Saved entries
....

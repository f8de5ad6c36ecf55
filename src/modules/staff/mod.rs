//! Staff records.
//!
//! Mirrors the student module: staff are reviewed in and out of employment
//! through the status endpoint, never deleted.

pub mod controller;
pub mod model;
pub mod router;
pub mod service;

....

§ **Exercise details**
Would you write out each entry precisely as it is given?

§ **Response area**
repository f8de5ad6c36ecf55
filename src/modules/staff/mod.rs
//! Staff records.
//!
//! Mirrors the student module: staff are reviewed in and out of employment
//! through the status endpoint, never deleted.

pub mod controller;
pub mod model;
pub mod router;
pub mod service;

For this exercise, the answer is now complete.